> [Task] Give back exactly the line containing "to the stylesheet." together with all the lines after it, ending at the final line below.

_ _ _ _ _

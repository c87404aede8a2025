//! Output styles using owo-colors stylesheet pattern

use owo_colors::Style;

/// Centralized stylesheet for CLI output colors.
#[derive(Default, Clone)]
pub struct Styles {
    /// Success messages (green)
    pub success: Style,
    /// Warning messages (yellow)
    pub warning: Style,
    /// Error messages (red)
    pub error: Style,
    /// Info messages (blue)
    pub info: Style,
    /// Dimmed/secondary text
    pub dim: Style,
    /// File paths
    pub path: Style,
}

impl Styles {
    /// Apply colors to the stylesheet.
    pub fn colorize(&mut self) {
        self.success = Style::new().green();
        self.warning = Style::new().yellow();
        self.error = Style::new().red();
        self.info = Style::new().blue();
        self.dim = Style::new().dimmed();
        self.path = Style::new().bold();
    }
}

_ _ _ _ _

> [Solution for this problem]
    /// Apply colors to the stylesheet.
    pub fn colorize(&mut self) {
        self.success = Style::new().green();
        self.warning = Style::new().yellow();
        self.error = Style::new().red();
        self.info = Style::new().blue();
        self.dim = Style::new().dimmed();
        self.path = Style::new().bold();
    }
}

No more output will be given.